- _INPUT_:

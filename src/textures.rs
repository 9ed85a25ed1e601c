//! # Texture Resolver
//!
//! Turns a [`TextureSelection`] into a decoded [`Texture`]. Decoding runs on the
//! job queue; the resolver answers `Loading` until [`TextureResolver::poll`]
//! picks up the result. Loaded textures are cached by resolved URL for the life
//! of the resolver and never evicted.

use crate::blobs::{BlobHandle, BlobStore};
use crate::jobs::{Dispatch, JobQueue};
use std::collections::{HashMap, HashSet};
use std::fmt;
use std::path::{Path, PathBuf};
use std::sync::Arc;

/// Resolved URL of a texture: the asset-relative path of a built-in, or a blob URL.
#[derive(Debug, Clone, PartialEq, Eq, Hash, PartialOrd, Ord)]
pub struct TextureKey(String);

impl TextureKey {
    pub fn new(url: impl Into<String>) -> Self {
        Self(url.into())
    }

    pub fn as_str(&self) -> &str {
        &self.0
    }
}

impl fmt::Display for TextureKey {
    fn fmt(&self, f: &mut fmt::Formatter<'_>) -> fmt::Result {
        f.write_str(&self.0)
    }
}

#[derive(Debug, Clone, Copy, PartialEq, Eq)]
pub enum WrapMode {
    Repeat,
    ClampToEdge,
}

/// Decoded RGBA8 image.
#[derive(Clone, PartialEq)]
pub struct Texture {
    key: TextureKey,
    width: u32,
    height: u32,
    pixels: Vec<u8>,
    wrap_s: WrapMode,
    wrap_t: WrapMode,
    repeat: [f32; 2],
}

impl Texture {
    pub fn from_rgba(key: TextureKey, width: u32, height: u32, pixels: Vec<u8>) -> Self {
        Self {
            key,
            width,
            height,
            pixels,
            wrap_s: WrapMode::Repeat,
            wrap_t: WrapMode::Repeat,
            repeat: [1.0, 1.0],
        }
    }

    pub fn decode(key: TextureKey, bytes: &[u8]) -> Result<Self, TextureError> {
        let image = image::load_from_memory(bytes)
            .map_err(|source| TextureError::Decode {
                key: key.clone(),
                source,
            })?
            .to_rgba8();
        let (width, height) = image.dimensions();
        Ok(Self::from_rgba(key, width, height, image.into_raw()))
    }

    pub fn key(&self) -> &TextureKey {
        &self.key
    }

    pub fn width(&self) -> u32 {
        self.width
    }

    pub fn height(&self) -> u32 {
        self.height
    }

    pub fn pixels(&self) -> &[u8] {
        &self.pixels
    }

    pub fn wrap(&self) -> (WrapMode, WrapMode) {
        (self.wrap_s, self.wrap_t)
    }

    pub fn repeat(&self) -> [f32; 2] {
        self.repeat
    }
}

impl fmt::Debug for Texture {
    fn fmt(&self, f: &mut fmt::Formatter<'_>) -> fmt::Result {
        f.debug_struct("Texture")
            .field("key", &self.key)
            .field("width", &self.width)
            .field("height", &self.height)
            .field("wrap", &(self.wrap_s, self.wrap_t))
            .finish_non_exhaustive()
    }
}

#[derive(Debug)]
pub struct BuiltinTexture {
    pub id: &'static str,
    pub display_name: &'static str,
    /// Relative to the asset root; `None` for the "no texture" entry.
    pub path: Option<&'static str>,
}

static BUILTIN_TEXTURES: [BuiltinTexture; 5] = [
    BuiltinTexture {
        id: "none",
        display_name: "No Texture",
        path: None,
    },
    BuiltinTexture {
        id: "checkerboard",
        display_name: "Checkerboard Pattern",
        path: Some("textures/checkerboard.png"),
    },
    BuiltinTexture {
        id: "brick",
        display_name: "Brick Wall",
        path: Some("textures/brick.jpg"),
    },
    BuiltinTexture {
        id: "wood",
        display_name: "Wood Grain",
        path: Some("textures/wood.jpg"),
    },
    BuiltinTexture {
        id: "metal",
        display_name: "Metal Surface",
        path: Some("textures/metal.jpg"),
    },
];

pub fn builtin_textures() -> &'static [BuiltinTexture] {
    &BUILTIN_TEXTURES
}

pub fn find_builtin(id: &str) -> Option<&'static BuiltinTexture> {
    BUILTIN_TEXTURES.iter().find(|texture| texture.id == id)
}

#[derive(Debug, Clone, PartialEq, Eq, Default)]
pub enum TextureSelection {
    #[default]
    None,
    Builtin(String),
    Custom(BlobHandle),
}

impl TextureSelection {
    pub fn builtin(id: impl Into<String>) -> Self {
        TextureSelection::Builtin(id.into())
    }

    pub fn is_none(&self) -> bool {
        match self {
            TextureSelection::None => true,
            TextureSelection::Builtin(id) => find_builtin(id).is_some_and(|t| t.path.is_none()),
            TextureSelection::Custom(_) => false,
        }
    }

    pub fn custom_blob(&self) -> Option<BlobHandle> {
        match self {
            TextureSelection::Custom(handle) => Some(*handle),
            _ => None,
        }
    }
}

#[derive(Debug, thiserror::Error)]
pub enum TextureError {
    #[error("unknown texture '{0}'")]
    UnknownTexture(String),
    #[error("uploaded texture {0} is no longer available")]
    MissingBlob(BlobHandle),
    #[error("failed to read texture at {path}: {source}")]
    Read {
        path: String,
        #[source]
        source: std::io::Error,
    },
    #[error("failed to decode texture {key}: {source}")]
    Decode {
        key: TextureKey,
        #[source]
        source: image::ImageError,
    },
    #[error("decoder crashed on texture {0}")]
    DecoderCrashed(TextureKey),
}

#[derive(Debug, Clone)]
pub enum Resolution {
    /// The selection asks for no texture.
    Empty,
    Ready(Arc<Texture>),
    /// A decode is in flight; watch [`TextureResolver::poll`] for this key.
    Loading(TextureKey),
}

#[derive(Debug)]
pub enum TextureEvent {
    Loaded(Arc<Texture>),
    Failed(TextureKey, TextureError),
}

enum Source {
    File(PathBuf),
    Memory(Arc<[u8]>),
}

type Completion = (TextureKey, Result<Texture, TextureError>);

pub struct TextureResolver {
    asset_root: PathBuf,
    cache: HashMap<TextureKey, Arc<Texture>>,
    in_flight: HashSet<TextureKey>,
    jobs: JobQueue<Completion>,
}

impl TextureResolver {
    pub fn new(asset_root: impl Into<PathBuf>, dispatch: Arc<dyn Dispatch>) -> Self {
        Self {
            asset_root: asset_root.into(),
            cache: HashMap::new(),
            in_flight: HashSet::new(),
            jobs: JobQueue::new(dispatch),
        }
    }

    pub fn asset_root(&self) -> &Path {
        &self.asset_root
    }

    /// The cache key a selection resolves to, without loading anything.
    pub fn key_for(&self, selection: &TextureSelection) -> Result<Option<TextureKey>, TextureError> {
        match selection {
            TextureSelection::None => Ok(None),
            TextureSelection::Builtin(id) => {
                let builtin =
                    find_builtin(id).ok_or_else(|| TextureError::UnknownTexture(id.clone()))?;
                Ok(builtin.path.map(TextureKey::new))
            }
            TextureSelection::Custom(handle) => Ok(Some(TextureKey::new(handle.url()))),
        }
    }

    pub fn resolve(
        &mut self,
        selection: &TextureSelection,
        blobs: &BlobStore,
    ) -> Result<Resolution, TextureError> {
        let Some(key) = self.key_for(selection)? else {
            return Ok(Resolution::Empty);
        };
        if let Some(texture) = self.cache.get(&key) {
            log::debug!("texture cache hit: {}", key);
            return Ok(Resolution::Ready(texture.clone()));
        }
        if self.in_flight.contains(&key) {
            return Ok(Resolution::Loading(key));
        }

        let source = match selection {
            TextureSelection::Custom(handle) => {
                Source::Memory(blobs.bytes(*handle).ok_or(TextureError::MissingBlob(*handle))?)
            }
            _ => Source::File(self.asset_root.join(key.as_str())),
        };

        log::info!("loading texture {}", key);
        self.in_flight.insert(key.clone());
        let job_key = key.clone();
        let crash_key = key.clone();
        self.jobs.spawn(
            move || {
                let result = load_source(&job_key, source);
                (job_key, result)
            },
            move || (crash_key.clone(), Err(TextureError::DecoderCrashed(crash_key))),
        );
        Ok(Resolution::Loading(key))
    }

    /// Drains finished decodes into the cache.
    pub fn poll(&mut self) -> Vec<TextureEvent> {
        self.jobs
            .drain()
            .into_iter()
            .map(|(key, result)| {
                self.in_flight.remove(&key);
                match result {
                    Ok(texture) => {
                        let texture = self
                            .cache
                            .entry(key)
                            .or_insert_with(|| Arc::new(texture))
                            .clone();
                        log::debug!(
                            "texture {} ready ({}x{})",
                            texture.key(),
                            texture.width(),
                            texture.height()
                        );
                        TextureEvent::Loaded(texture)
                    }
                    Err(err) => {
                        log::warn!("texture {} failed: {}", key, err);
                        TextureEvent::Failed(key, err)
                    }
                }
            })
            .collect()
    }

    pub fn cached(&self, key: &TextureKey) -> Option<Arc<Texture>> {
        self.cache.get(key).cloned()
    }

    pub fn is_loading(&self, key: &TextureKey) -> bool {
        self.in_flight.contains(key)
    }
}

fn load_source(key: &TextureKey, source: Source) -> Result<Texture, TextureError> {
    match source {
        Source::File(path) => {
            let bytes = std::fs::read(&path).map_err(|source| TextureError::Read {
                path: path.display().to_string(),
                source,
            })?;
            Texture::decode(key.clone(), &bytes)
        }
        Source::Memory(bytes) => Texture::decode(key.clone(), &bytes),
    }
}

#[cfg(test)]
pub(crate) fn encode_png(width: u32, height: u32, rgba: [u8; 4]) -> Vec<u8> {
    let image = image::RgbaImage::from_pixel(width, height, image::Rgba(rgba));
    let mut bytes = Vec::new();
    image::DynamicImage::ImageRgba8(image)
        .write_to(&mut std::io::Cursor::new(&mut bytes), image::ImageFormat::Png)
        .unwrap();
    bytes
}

- _TASK TO COMPLETE_: Word for word, please print every line from the beginning of the records to the line bearing "a blob URL.", counting both ends and stopping there.

- _RESPONSE_:
filename src/textures.rs
repository 9ed85a25ed1e601c
//! # Texture Resolver
//!
//! Turns a [`TextureSelection`] into a decoded [`Texture`]. Decoding runs on the
//! job queue; the resolver answers `Loading` until [`TextureResolver::poll`]
//! picks up the result. Loaded textures are cached by resolved URL for the life
//! of the resolver and never evicted.

use crate::blobs::{BlobHandle, BlobStore};
use crate::jobs::{Dispatch, JobQueue};
use std::collections::{HashMap, HashSet};
use std::fmt;
use std::path::{Path, PathBuf};
use std::sync::Arc;

/// Resolved URL of a texture: the asset-relative path of a built-in, or a blob URL.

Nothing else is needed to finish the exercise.